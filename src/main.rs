use std::{error::Error, sync::Arc};

use axum::http::{header::CONTENT_TYPE, HeaderValue, Method};
use tokio::{fs, net};
use tower_http::{
    cors::{Any, CorsLayer},
    trace::TraceLayer,
};
use tracing_subscriber::{
    layer::SubscriberExt as _, util::SubscriberInitExt as _,
};

use helpdesk::{dispatch, Config, Store};

#[tokio::main(flavor = "current_thread")]
async fn main() -> Result<(), Box<dyn Error>> {
    tracing_subscriber::registry()
        .with(tracing_subscriber::fmt::layer())
        .init();

    let config = fs::read_to_string("config.toml").await?;
    let config = toml::from_str::<Config>(&config)?;

    let store = if config.store.seed {
        Store::seeded()
    } else {
        Store::new()
    };

    let cors = CorsLayer::new()
        .allow_methods([Method::GET, Method::POST])
        .allow_headers([CONTENT_TYPE]);
    let cors = if config.http.cors.allows_any_origin() {
        cors.allow_origin(Any)
    } else {
        let origins = config
            .http
            .cors
            .allowed_origins
            .iter()
            .map(|origin| origin.parse::<HeaderValue>())
            .collect::<Result<Vec<_>, _>>()?;
        cors.allow_origin(origins)
    };

    let app = dispatch::router(Arc::new(store))
        .layer(cors)
        .layer(TraceLayer::new_for_http());

    let listener = net::TcpListener::bind(config.http.server.addr).await?;
    tracing::info!(addr = %config.http.server.addr, "helpdesk listening");
    axum::serve(listener, app).await?;

    Ok(())
}
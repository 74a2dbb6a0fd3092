use std::sync::Arc;

use helpdesk::{dispatch, Client, Store};
use reqwest::StatusCode;
use serde_json::Value;
use tokio::net::TcpListener;

/// Dispatcher running on an ephemeral port with a fresh store.
pub struct Server {
    pub client: Client,
    url: String,
    raw: reqwest::Client,
}

pub async fn spawn() -> Server {
    let listener = TcpListener::bind("127.0.0.1:0")
        .await
        .expect("failed to bind a listener");
    let addr = listener.local_addr().expect("failed to get local address");
    let app = dispatch::router(Arc::new(Store::new()));
    tokio::spawn(async move {
        axum::serve(listener, app).await.expect("server failed");
    });

    let url = format!("http://{addr}/");
    Server {
        client: Client::new(url.clone()),
        url,
        raw: reqwest::Client::new(),
    }
}

impl Server {
    pub fn url(&self) -> &str {
        &self.url
    }

    pub async fn get(&self, query: &[(&str, &str)]) -> (StatusCode, String) {
        let res = self
            .raw
            .get(&self.url)
            .query(query)
            .send()
            .await
            .expect("failed to send a request");
        let status = res.status();
        (status, res.text().await.expect("failed to get a response"))
    }

    pub async fn post(&self, method: &str, body: &Value) -> (StatusCode, String) {
        self.post_raw(method, body.to_string()).await
    }

    pub async fn post_raw(
        &self,
        method: &str,
        body: impl Into<reqwest::Body>,
    ) -> (StatusCode, String) {
        let res = self
            .raw
            .post(&self.url)
            .query(&[("method", method)])
            .header("Content-Type", "application/json")
            .body(body)
            .send()
            .await
            .expect("failed to send a request");
        let status = res.status();
        (status, res.text().await.expect("failed to get a response"))
    }
}

pub fn json(body: &str) -> Value {
    serde_json::from_str(body).expect("response is not JSON")
}
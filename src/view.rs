use std::fmt;

use async_trait::async_trait;
use derive_more::Display;
use itertools::Itertools as _;

use crate::{
    api::{self, ticket},
    client::{Client, ConnectionError},
};

/// Operations the view needs from the backend.
#[async_trait]
pub trait TicketApi: Send + Sync {
    async fn all_tickets(&self) -> Result<Vec<ticket::Summary>, ConnectionError>;

    async fn ticket_by_id(
        &self,
        id: ticket::Id,
    ) -> Result<Option<api::Ticket>, ConnectionError>;

    async fn create_ticket(
        &self,
        input: &ticket::CreateInput,
    ) -> Result<api::Ticket, ConnectionError>;

    async fn update_ticket(
        &self,
        input: &ticket::UpdateInput,
    ) -> Result<Option<api::Ticket>, ConnectionError>;

    async fn delete_ticket(
        &self,
        id: ticket::Id,
    ) -> Result<ticket::Deleted, ConnectionError>;

    async fn change_status(
        &self,
        id: ticket::Id,
        status: bool,
    ) -> Result<Option<api::Ticket>, ConnectionError>;
}

#[async_trait]
impl TicketApi for Client {
    async fn all_tickets(&self) -> Result<Vec<ticket::Summary>, ConnectionError> {
        Client::all_tickets(self).await
    }

    async fn ticket_by_id(
        &self,
        id: ticket::Id,
    ) -> Result<Option<api::Ticket>, ConnectionError> {
        Client::ticket_by_id(self, id).await
    }

    async fn create_ticket(
        &self,
        input: &ticket::CreateInput,
    ) -> Result<api::Ticket, ConnectionError> {
        Client::create_ticket(self, input).await
    }

    async fn update_ticket(
        &self,
        input: &ticket::UpdateInput,
    ) -> Result<Option<api::Ticket>, ConnectionError> {
        Client::update_ticket(self, input).await
    }

    async fn delete_ticket(
        &self,
        id: ticket::Id,
    ) -> Result<ticket::Deleted, ConnectionError> {
        Client::delete_ticket(self, id).await
    }

    async fn change_status(
        &self,
        id: ticket::Id,
        status: bool,
    ) -> Result<Option<api::Ticket>, ConnectionError> {
        Client::change_status(self, id, status).await
    }
}

#[derive(Clone, Debug, PartialEq)]
pub enum ListDisplay {
    Tickets(Vec<ticket::Summary>),

    /// Loading failed; the message replaces the list.
    Failed(String),
}

#[derive(Clone, Debug, PartialEq)]
pub enum Modal {
    Detail { name: String, description: String },
    Edit(EditForm),
    ConfirmDelete { id: ticket::Id },
    Create(CreateForm),
    Error(String),
}

#[derive(Clone, Debug, PartialEq)]
pub struct EditForm {
    pub id: ticket::Id,
    pub name: String,
    pub description: String,
    pub status: bool,
}

#[derive(Clone, Debug, Default, PartialEq)]
pub struct CreateForm {
    pub name: String,
    pub description: String,
    pub status: bool,
}

#[derive(Clone, Copy, Debug, Display, Eq, PartialEq)]
pub enum ValidationError {
    #[display("ticket name must not be blank")]
    BlankName,
}

impl std::error::Error for ValidationError {}

const NOT_FOUND: &str = "ticket not found";

pub struct View<A> {
    api: A,
    list: ListDisplay,
    modal: Option<Modal>,
}

impl<A: TicketApi> View<A> {
    pub fn new(api: A) -> Self {
        Self {
            api,
            list: ListDisplay::Tickets(Vec::new()),
            modal: None,
        }
    }

    pub fn list(&self) -> &ListDisplay {
        &self.list
    }

    pub fn modal(&self) -> Option<&Modal> {
        self.modal.as_ref()
    }

    pub fn close_modal(&mut self) {
        self.modal = None;
    }

    pub async fn refresh(&mut self) {
        self.list = match self.api.all_tickets().await {
            Ok(tickets) => ListDisplay::Tickets(tickets),
            Err(e) => ListDisplay::Failed(e.to_string()),
        };
    }

    pub async fn toggle_status(&mut self, id: ticket::Id) {
        let res = match self.api.ticket_by_id(id).await {
            Ok(Some(ticket)) => {
                self.api.change_status(id, !ticket.status).await
            }
            Ok(None) => Ok(None),
            Err(e) => Err(e),
        };
        self.finish(res).await;
    }

    pub async fn open_detail(&mut self, id: ticket::Id) {
        self.modal = Some(match self.api.ticket_by_id(id).await {
            Ok(Some(ticket)) => Modal::Detail {
                name: ticket.name,
                description: ticket.description,
            },
            Ok(None) => Modal::Error(NOT_FOUND.into()),
            Err(e) => Modal::Error(e.to_string()),
        });
    }

    pub async fn open_edit(&mut self, id: ticket::Id) {
        self.modal = Some(match self.api.ticket_by_id(id).await {
            Ok(Some(ticket)) => Modal::Edit(EditForm {
                id: ticket.id,
                name: ticket.name,
                description: ticket.description,
                status: ticket.status,
            }),
            Ok(None) => Modal::Error(NOT_FOUND.into()),
            Err(e) => Modal::Error(e.to_string()),
        });
    }

    pub async fn save_edit(&mut self, form: EditForm) -> Result<(), ValidationError> {
        if form.name.trim().is_empty() {
            return Err(ValidationError::BlankName);
        }
        let input = ticket::UpdateInput {
            id: Some(form.id),
            name: form.name,
            description: form.description,
            status: form.status,
        };
        let res = self.api.update_ticket(&input).await;
        self.modal = None;
        self.finish(res).await;
        Ok(())
    }

    pub fn request_delete(&mut self, id: ticket::Id) {
        self.modal = Some(Modal::ConfirmDelete { id });
    }

    /// Deletes the ticket awaiting confirmation, if any.
    pub async fn confirm_delete(&mut self) {
        let Some(Modal::ConfirmDelete { id }) = self.modal else {
            return;
        };
        self.modal = None;
        let res = self.api.delete_ticket(id).await.map(|_| Some(()));
        self.finish(res).await;
    }

    pub fn open_create(&mut self) {
        self.modal = Some(Modal::Create(CreateForm::default()));
    }

    /// Submits a new ticket. A failed request is dropped without notice.
    pub async fn save_create(
        &mut self,
        form: CreateForm,
    ) -> Result<(), ValidationError> {
        if form.name.trim().is_empty() {
            return Err(ValidationError::BlankName);
        }
        let input = ticket::CreateInput {
            name: form.name,
            description: form.description,
            status: form.status,
        };
        if let Ok(ticket) = self.api.create_ticket(&input).await {
            tracing::debug!(id = %ticket.id, "ticket created");
        }
        self.modal = None;
        self.refresh().await;
        Ok(())
    }

    /// Reports the outcome of an action and re-fetches the list.
    async fn finish<T>(&mut self, res: Result<Option<T>, ConnectionError>) {
        match res {
            Ok(Some(_)) => {}
            Ok(None) => self.modal = Some(Modal::Error(NOT_FOUND.into())),
            Err(e) => self.modal = Some(Modal::Error(e.to_string())),
        }
        self.refresh().await;
    }
}

fn status_mark(resolved: bool) -> &'static str {
    if resolved {
        "✔"
    } else {
        "❌"
    }
}

impl fmt::Display for ListDisplay {
    fn fmt(&self, f: &mut fmt::Formatter<'_>) -> fmt::Result {
        match self {
            Self::Failed(message) => f.write_str(message),
            Self::Tickets(tickets) if tickets.is_empty() => f.write_str("No tickets"),
            Self::Tickets(tickets) => write!(
                f,
                "{}",
                tickets.iter().format_with("\n", |t, f| f(&format_args!(
                    "[{}] {}",
                    status_mark(t.status),
                    t.name,
                ))),
            ),
        }
    }
}

impl fmt::Display for Modal {
    fn fmt(&self, f: &mut fmt::Formatter<'_>) -> fmt::Result {
        match self {
            Self::Detail { name, description } => {
                let description = if description.is_empty() {
                    "No description"
                } else {
                    description.as_str()
                };
                write!(f, "{name}\n{description}")
            }
            Self::Edit(form) => write!(
                f,
                "Edit ticket\nName: {}\nDescription: {}\n[{}] Done",
                form.name,
                form.description,
                if form.status { "x" } else { " " },
            ),
            Self::ConfirmDelete { .. } => f.write_str("Delete ticket?"),
            Self::Create(form) => write!(
                f,
                "Add ticket\nName: {}\nDescription: {}\n[{}] Done",
                form.name,
                form.description,
                if form.status { "x" } else { " " },
            ),
            Self::Error(message) => write!(f, "Error: {message}"),
        }
    }
}
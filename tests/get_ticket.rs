pub mod common;

use helpdesk::api::ticket::{CreateInput, Id};
use reqwest::StatusCode;

#[tokio::test]
async fn retrieves_ticket() {
    let server = common::spawn().await;

    let created = server
        .client
        .create_ticket(&CreateInput {
            name: "Printer broken".into(),
            description: "Tray 2 jams".into(),
            status: true,
        })
        .await
        .unwrap();
    let ticket = server.client.ticket_by_id(created.id).await.unwrap();

    assert_eq!(ticket, Some(created));
}

#[tokio::test]
async fn missing_ticket_is_empty_object() {
    let server = common::spawn().await;

    let ticket = server.client.ticket_by_id(Id::from(404)).await.unwrap();
    assert_eq!(ticket, None);

    let (status, body) = server
        .get(&[
            ("method", "ticketById"),
            ("id", "00000000-0000-0000-0000-000000000404"),
        ])
        .await;
    assert_eq!(status, StatusCode::OK);
    assert_eq!(body, "{}");
}

#[tokio::test]
async fn malformed_or_missing_id_is_empty_object() {
    let server = common::spawn().await;

    let (status, body) =
        server.get(&[("method", "ticketById"), ("id", "1")]).await;
    assert_eq!(status, StatusCode::OK);
    assert_eq!(body, "{}");

    let (status, body) = server.get(&[("method", "ticketById")]).await;
    assert_eq!(status, StatusCode::OK);
    assert_eq!(body, "{}");
}

#[tokio::test]
async fn deleted_ticket_is_gone() {
    let server = common::spawn().await;

    let ticket = server
        .client
        .create_ticket(&CreateInput {
            name: "Printer broken".into(),
            ..CreateInput::default()
        })
        .await
        .unwrap();
    server.client.delete_ticket(ticket.id).await.unwrap();

    assert_eq!(server.client.ticket_by_id(ticket.id).await.unwrap(), None);
}
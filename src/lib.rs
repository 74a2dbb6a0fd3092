pub mod api;
pub mod client;
pub mod config;
pub mod dispatch;
pub mod store;
pub mod view;

pub use self::{client::Client, config::Config, store::Store};
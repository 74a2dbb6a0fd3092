use std::str::FromStr;

use derive_more::Display;
use serde::{Deserialize, Serialize};
use time::OffsetDateTime;
use uuid::Uuid;

#[derive(Clone, Debug, PartialEq)]
pub struct Ticket {
    pub id: Id,
    pub name: String,
    pub description: String,
    pub status: Status,
    pub created: OffsetDateTime,
}

#[derive(
    Clone,
    Copy,
    Debug,
    Deserialize,
    Display,
    Eq,
    Hash,
    Ord,
    PartialEq,
    PartialOrd,
    Serialize,
)]
pub struct Id(Uuid);

impl Id {
    /// Time-ordered id: millisecond timestamp followed by random bits, so two
    /// tickets created within the same millisecond still get distinct ids.
    pub fn new() -> Self {
        Self(Uuid::now_v7())
    }
}

impl From<u128> for Id {
    fn from(value: u128) -> Self {
        Self(Uuid::from_u128(value))
    }
}

impl FromStr for Id {
    type Err = uuid::Error;

    fn from_str(s: &str) -> Result<Self, Self::Err> {
        Uuid::parse_str(s).map(Self)
    }
}

#[derive(Clone, Copy, Debug, Default, Eq, PartialEq)]
pub enum Status {
    /// Ticket still needs attention.
    #[default]
    Open,

    /// Ticket is done.
    Resolved,
}

impl Status {
    pub fn is_resolved(self) -> bool {
        self == Self::Resolved
    }
}

impl From<bool> for Status {
    fn from(resolved: bool) -> Self {
        if resolved {
            Self::Resolved
        } else {
            Self::Open
        }
    }
}

impl From<Status> for bool {
    fn from(status: Status) -> Self {
        status.is_resolved()
    }
}
//! Declared table shape.

use serde::{Deserialize, Serialize};

use crate::error::TaskError;

/// One column: name plus a backend-specific type fragment.
#[derive(Debug, Clone, PartialEq, Eq, Serialize, Deserialize)]
pub struct FieldDef {
    /// Column name.
    pub name: String,
    /// Column type as the backend spells it (e.g. `integer`, `varchar(64)`).
    #[serde(rename = "type")]
    pub sql_type: String,
}

impl FieldDef {
    /// Convenience constructor.
    pub fn new(name: impl Into<String>, sql_type: impl Into<String>) -> Self {
        Self { name: name.into(), sql_type: sql_type.into() }
    }
}

/// Name, ordered columns, and primary key of a table to provision.
#[derive(Debug, Clone, PartialEq, Eq, Serialize, Deserialize)]
pub struct TableSpec {
    /// Table name.
    pub name: String,
    /// Columns in declaration order.
    pub fields: Vec<FieldDef>,
    /// Primary-key columns in key order.
    pub primary_key: Vec<String>,
}

impl TableSpec {
    /// Builds a validated spec.
    ///
    /// # Errors
    ///
    /// See [`validate`](Self::validate).
    pub fn new(
        name: impl Into<String>,
        fields: Vec<FieldDef>,
        primary_key: Vec<String>,
    ) -> Result<Self, TaskError> {
        let spec = Self { name: name.into(), fields, primary_key };
        spec.validate()?;
        Ok(spec)
    }

    /// Checks that the name, fields and primary key are usable.
    ///
    /// # Errors
    ///
    /// Returns [`TaskError::InvalidTask`] if the name or field list is empty,
    /// the primary key is empty, or a key column is not a declared field.
    pub fn validate(&self) -> Result<(), TaskError> {
        if self.name.trim().is_empty() {
            return Err(TaskError::InvalidTask("table name must not be empty".into()));
        }
        if self.fields.is_empty() {
            return Err(TaskError::InvalidTask(format!("table {} declares no fields", self.name)));
        }
        if self.primary_key.is_empty() {
            return Err(TaskError::InvalidTask(format!(
                "table {} must declare a primary key",
                self.name
            )));
        }
        if let Some(key) =
            self.primary_key.iter().find(|key| !self.fields.iter().any(|f| &f.name == *key))
        {
            return Err(TaskError::InvalidTask(format!(
                "primary key column {key} is not a field of table {}",
                self.name
            )));
        }
        Ok(())
    }

    /// Column-definition fragment, e.g. `id integer, data varchar`.
    #[must_use]
    pub fn field_string(&self) -> String {
        self.fields
            .iter()
            .map(|f| format!("{} {}", f.name, f.sql_type))
            .collect::<Vec<_>>()
            .join(", ")
    }
}
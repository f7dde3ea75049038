//! Replaying adapter for the `TokenStore` port.

use std::sync::Mutex;

use super::extract_result;
use crate::cassette::replayer::CassetteReplayer;
use crate::ports::TokenStore;

/// Replays recorded token interactions from a cassette.
pub struct ReplayingTokenStore {
    replayer: Mutex<CassetteReplayer>,
}

impl ReplayingTokenStore {
    /// Creates a new replaying store from a cassette replayer.
    #[must_use]
    pub fn new(replayer: CassetteReplayer) -> Self {
        Self { replayer: Mutex::new(replayer) }
    }

    fn next_output(&self, method: &str) -> serde_json::Value {
        let mut replayer = self.replayer.lock().expect("replayer lock poisoned");
        replayer.next_interaction("tokens", method).output.clone()
    }
}

impl TokenStore for ReplayingTokenStore {
    fn exists(&self, _token: &str) -> Result<bool, Box<dyn std::error::Error + Send + Sync>> {
        extract_result(&self.next_output("exists"), "tokens::exists")
    }

    fn write(&self, _token: &str) -> Result<(), Box<dyn std::error::Error + Send + Sync>> {
        extract_result(&self.next_output("write"), "tokens::write")
    }
}
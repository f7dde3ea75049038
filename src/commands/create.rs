//! `tablegate create` command.

use std::path::Path;

use super::{load_config, load_task};
use crate::context::ServiceContext;
use crate::task::{DbmsTask, TableCreator, TaskDefinition};

/// Execute the `create` command against `ctx`.
///
/// Skips the task when its completion token already exists.
///
/// # Errors
///
/// Returns an error string if the task file is not a `create_table` task,
/// the config cannot be loaded, or table creation fails.
pub fn run_with_context(
    ctx: &ServiceContext,
    config_path: Option<&Path>,
    task_path: &Path,
) -> Result<(), String> {
    let TaskDefinition::CreateTable(task) = load_task(task_path)? else {
        return Err(format!("{} is not a create_table task", task_path.display()));
    };

    if task.complete(ctx.tokens.as_ref()).map_err(|e| e.to_string())? {
        println!("Table {} already complete ({})", task.table_name(), task.output_token());
        return Ok(());
    }

    let config = load_config(config_path)?;
    TableCreator::new(&task).run(ctx, &config).map_err(|e| e.to_string())?;
    println!("Created table {} on {}", task.table_name(), task.backend());
    Ok(())
}

#[cfg(test)]
mod tests {
    use super::*;
    use crate::commands::test_support::{context, write, CONFIG};
    use crate::ports::fakes::FakeConnector;

    const TASK: &str = "\
kind: create_table
backend: postgres
output_token: /tokens/events.created
table:
  name: events
  fields:
    - {name: id, type: integer}
  primary_key: [id]
";

    #[test]
    fn creates_table_then_skips_on_rerun() {
        let dir = tempfile::tempdir().unwrap();
        let config = write(dir.path(), "db.yaml", CONFIG);
        let task = write(dir.path(), "task.yaml", TASK);
        let connector = FakeConnector::default();
        let ctx = context(&connector);

        run_with_context(&ctx, Some(config.as_path()), &task).unwrap();
        assert!(ctx.tokens.exists("/tokens/events.created").unwrap());
        let calls = connector.log().len();

        run_with_context(&ctx, Some(config.as_path()), &task).unwrap();
        assert_eq!(connector.log().len(), calls);
    }

    #[test]
    fn rejects_sanity_task_file() {
        let dir = tempfile::tempdir().unwrap();
        let task = write(
            dir.path(),
            "task.yaml",
            "kind: sanity_test\nbackend: postgres\ntable: t\noutput_token: /x\nid_field: id\n",
        );
        let ctx = context(&FakeConnector::default());

        let err = run_with_context(&ctx, None, &task).unwrap_err();
        assert!(err.contains("is not a create_table task"));
    }
}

- Your instructions -
Count the lines above that contain the word "ConfirmDelete". Give only the number.

- Your solution -
4